Хотят они включить в спектакль и про Жирафа, поскольку в пьесе молодой человек жениться собирается, хотя и не на антилопе. Но могут не пропустить, ведь уже нашлись глубокие истолкователи, утверждающие, что «антилопа» — это Марина Влади, а «жираф» — Высоцкий и что песня призывает советских зверей жениться на иностранных животных. Идея выпустить Высоцкого с пением на современниковскую сцену была сразу забодана, да и тексты проходят со скрипом. Начальство даже сказало Гале Волчек: «Ну зачем вам этот Высоцкий? Берите любого другого — ну хоть Северянина». Даже Северянина готовы реабилитировать, того гляди — Гумилева пропустят, лишь бы не… А Кваша очень неплохо поет «Я не люблю» — сдержанно так, без аффектации. И чувствуешь вдруг, что не так уж песня к авторскому голосу привязана, что может она жить сама по себе.

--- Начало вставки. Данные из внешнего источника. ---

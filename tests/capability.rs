//! Every gesture capability and timer invocation receives exactly one terminal call, whatever
//! the order of the events around it.
//!
//! The checks enumerate every operation sequence up to a fixed length.

use std::cell::{Cell, RefCell};
use std::rc::Rc;
use std::time::{Duration, Instant};

use evbridge::common::timer_queue::{HInvoke, TimerQueue};
use evbridge::dpi::LogicalPosition;
use evbridge::event::{MouseButton, Point, PointerEvent, ScrollDelta};
use evbridge::handle::{Invocation, InvocationCapability};
use evbridge::listener::{DragListener, ScrollListener, WindowListener};
use evbridge::window::{WindowAttributes, WindowHandle, WindowId};
use evbridge::{thread, WindowContext};
use tracing_subscriber::EnvFilter;

const P: Point = LogicalPosition::new(1.0, 2.0);

/// Calls every operation sequence of `len` elements drawn from `0..ops`.
fn for_each_sequence(ops: usize, len: usize, mut f: impl FnMut(&[usize])) {
    let mut seq = vec![0; len];
    let total = ops.pow(len as u32);
    for mut n in 0..total {
        for op in seq.iter_mut() {
            *op = n % ops;
            n /= ops;
        }
        f(&seq);
    }
}

#[derive(Debug, Default)]
struct Counts {
    begun: Cell<usize>,
    released: Cell<usize>,
    cancelled: Cell<usize>,
    /// Events delivered to a session after its terminal call.
    late: Cell<usize>,
}

impl Counts {
    fn terminated(&self) -> usize {
        self.released.get() + self.cancelled.get()
    }
}

struct Recorder(Rc<Counts>);

struct Session {
    counts: Rc<Counts>,
    done: Rc<Cell<bool>>,
}

impl Session {
    fn start(counts: &Rc<Counts>) -> Self {
        counts.begun.set(counts.begun.get() + 1);
        Session { counts: Rc::clone(counts), done: Rc::default() }
    }

    fn event(&self) {
        if self.done.get() {
            self.counts.late.set(self.counts.late.get() + 1);
        }
    }

    fn terminate(&self, released: bool) {
        self.event();
        self.done.set(true);
        let counter = if released { &self.counts.released } else { &self.counts.cancelled };
        counter.set(counter.get() + 1);
    }
}

impl WindowListener for Recorder {
    fn begin_drag(&mut self, _: WindowId, _: Point, _: MouseButton) -> Box<dyn DragListener> {
        Box::new(Session::start(&self.0))
    }

    fn begin_scroll_gesture(&mut self, _: WindowId, _: Point) -> Box<dyn ScrollListener> {
        Box::new(Session::start(&self.0))
    }
}

impl DragListener for Session {
    fn motion(&mut self, _: WindowId, _: Point) {
        self.event();
    }

    fn mouse_down(&mut self, _: WindowId, _: Point, _: MouseButton) {
        self.event();
    }

    fn mouse_up(&mut self, _: WindowId, _: Point, _: MouseButton) {
        self.event();
    }

    fn release(self: Box<Self>, _: WindowId) {
        self.terminate(true);
    }

    fn cancel(self: Box<Self>, _: WindowId) {
        self.terminate(false);
    }
}

impl ScrollListener for Session {
    fn motion(&mut self, _: WindowId, _: bool, _: ScrollDelta, _: ScrollDelta) {
        self.event();
    }

    fn start_momentum_phase(&mut self, _: WindowId) {
        self.event();
    }

    fn end(&mut self, _: WindowId) {
        self.event();
    }

    fn release(self: Box<Self>, _: WindowId) {
        self.terminate(true);
    }

    fn cancel(self: Box<Self>, _: WindowId) {
        self.terminate(false);
    }
}

fn context() -> (WindowContext, Rc<Counts>) {
    let _ = tracing_subscriber::fmt()
        .with_env_filter(EnvFilter::from_default_env())
        .with_test_writer()
        .try_init();
    let counts = Rc::new(Counts::default());
    let context = WindowContext::new(
        thread::bootstrap(),
        WindowHandle::detached(WindowId::dummy()),
        WindowAttributes::default(),
        Box::new(Recorder(Rc::clone(&counts))),
    );
    (context, counts)
}

fn pointer_op(cx: &mut WindowContext, op: usize) {
    match op {
        0 => cx.pointer(PointerEvent::press(P, MouseButton::LEFT)),
        1 => cx.pointer(PointerEvent::press(P, MouseButton::RIGHT)),
        2 => cx.pointer(PointerEvent::release(P, MouseButton::LEFT)),
        3 => cx.pointer(PointerEvent::release(P, MouseButton::RIGHT)),
        4 => cx.pointer(PointerEvent::motion(P)),
        5 => cx.pointer(PointerEvent::press(P, MouseButton::LEFT).synthetic()),
        6 => cx.capture_lost(),
        7 => cx.focus(false),
        _ => cx.close(),
    }
}

fn scroll_op(cx: &mut WindowContext, op: usize) {
    let delta = LogicalPosition::new(0.0, 1.0);
    match op {
        0 => {
            cx.begin_scroll_gesture(P);
        },
        1 => {
            cx.scroll_gesture_motion(true, delta, Duration::ZERO);
        },
        2 => {
            cx.lift_scroll_gesture();
        },
        3 => {
            cx.start_momentum();
        },
        4 => {
            cx.end_scroll_gesture();
        },
        5 => {
            cx.cancel_scroll_gesture();
        },
        6 => cx.flush_gestures(),
        7 => cx.pointer(PointerEvent::motion(P)),
        8 => cx.focus(false),
        _ => cx.close(),
    }
}

fn check_window(ops: usize, len: usize, apply: fn(&mut WindowContext, usize)) {
    for_each_sequence(ops, len, |seq| {
        let (mut cx, counts) = context();
        for &op in seq {
            apply(&mut cx, op);
            assert_eq!(
                cx.dispatcher().ledger().outstanding() + counts.terminated(),
                counts.begun.get(),
                "{seq:?}"
            );
        }
        let ledger = cx.dispatcher().ledger().clone();
        drop(cx);

        assert_eq!(ledger.outstanding(), 0, "{seq:?}");
        assert_eq!(counts.terminated(), counts.begun.get(), "{seq:?}");
        assert_eq!(counts.late.get(), 0, "{seq:?}");
    });
}

#[test]
fn drag_sessions_terminate_once() {
    check_window(9, 4, pointer_op);
}

#[test]
fn scroll_sessions_terminate_once() {
    check_window(10, 4, scroll_op);
}

#[test]
fn closed_window_hands_out_no_capabilities() {
    let (mut cx, counts) = context();
    cx.close();
    cx.pointer(PointerEvent::press(P, MouseButton::LEFT));
    assert_eq!(cx.begin_scroll_gesture(P), None);
    assert_eq!(counts.begun.get(), 0);
    assert_eq!(cx.dispatcher().ledger().outstanding(), 0);
}

#[derive(Debug, Clone, Copy, PartialEq, Eq)]
enum Outcome {
    Pending,
    Fired,
    Cancelled,
}

struct Probe {
    id: usize,
    outcomes: Rc<RefCell<Vec<Outcome>>>,
}

impl Probe {
    fn settle(&self, outcome: Outcome) {
        let mut outcomes = self.outcomes.borrow_mut();
        assert_eq!(outcomes[self.id], Outcome::Pending, "task {} settled twice", self.id);
        outcomes[self.id] = outcome;
    }
}

impl Invocation for Probe {
    fn fire(self: Box<Self>) {
        self.settle(Outcome::Fired);
    }

    fn cancel(self: Box<Self>) {
        self.settle(Outcome::Cancelled);
    }
}

#[test]
fn timer_invocations_settle_once() {
    let base = Instant::now();
    let ms = Duration::from_millis;

    // 0, 1: schedule now or 10ms later; 2, 3: cancel the first or last handle;
    // 4, 5: poll at t + 5ms or t + 20ms; 6: clear.
    for_each_sequence(7, 5, |seq| {
        let outcomes = Rc::new(RefCell::new(Vec::new()));
        let mut handles: Vec<HInvoke> = Vec::new();
        let mut queue = TimerQueue::new();
        let mut fired = 0;

        for (step, &op) in seq.iter().enumerate() {
            let t = base + ms(step as u64 * 10);
            match op {
                0 | 1 => {
                    let id = outcomes.borrow().len();
                    outcomes.borrow_mut().push(Outcome::Pending);
                    let probe = Probe { id, outcomes: Rc::clone(&outcomes) };
                    let start = if op == 0 { t } else { t + ms(10) };
                    let handle =
                        queue.insert(start..start + ms(10), InvocationCapability::new(probe));
                    handles.push(handle.unwrap());
                },
                2 => {
                    if let Some(&handle) = handles.first() {
                        queue.cancel(handle);
                    }
                },
                3 => {
                    if let Some(&handle) = handles.last() {
                        queue.cancel(handle);
                    }
                },
                4 => fired += queue.poll(t + ms(5)),
                5 => fired += queue.poll(t + ms(20)),
                _ => queue.clear(),
            }

            let pending = outcomes.borrow().iter().filter(|&&o| o == Outcome::Pending).count();
            assert_eq!(queue.len(), pending, "{seq:?}");
        }

        drop(queue);

        let outcomes = outcomes.borrow();
        assert!(outcomes.iter().all(|&o| o != Outcome::Pending), "{seq:?}");
        assert_eq!(outcomes.iter().filter(|&&o| o == Outcome::Fired).count(), fired, "{seq:?}");
    });
}

#[test]
fn full_queue_cancels_the_rejected_invocation() {
    let now = Instant::now();
    let outcomes = Rc::new(RefCell::new(vec![Outcome::Pending; TimerQueue::CAPACITY + 1]));
    let mut queue = TimerQueue::new();

    for id in 0..TimerQueue::CAPACITY {
        let probe = Probe { id, outcomes: Rc::clone(&outcomes) };
        queue.insert(now..now, InvocationCapability::new(probe)).unwrap();
    }
    let probe = Probe { id: TimerQueue::CAPACITY, outcomes: Rc::clone(&outcomes) };
    assert!(queue.insert(now..now, InvocationCapability::new(probe)).is_err());
    assert_eq!(outcomes.borrow()[TimerQueue::CAPACITY], Outcome::Cancelled);

    assert_eq!(queue.poll(now), TimerQueue::CAPACITY);
    assert!(outcomes.borrow().iter().all(|&o| o != Outcome::Pending));
}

Год семьдесят первый начался как бы с повторной свадьбы Высоцкого и Марины. Были Любимов и Целиковская, Вознесенский и Богуславская, Митта с женой. После этого предстояло пребывание в элитной «здравнице» — сочинском санатории Совета Министров СССР. Путевки добыл один большой начальник, поклонник прославленного барда и его не менее уважаемой супруги. Однако к моменту отъезда удержаться в рамках режима не удалось, и Марина от отдыха отказалась. После непродолжительных дебатов на темы принудительной госпитализации (ох уж эти доброхоты из престижных психиатров, готовые потом хвастать, как выводили знаменитость из запоя!) Высоцкий летит в Сочи без жены, позвав в компаньоны Давида Карапетяна. В самолет их пробуют не пустить, ссылаясь на поступивший телефонный сигнал о двух психах, сбежавших из лечебницы. Это удается уладить. Дальнейшее — в тумане, может быть, Давид помнит подробности. Итог же — возвращение в Москву дня через три…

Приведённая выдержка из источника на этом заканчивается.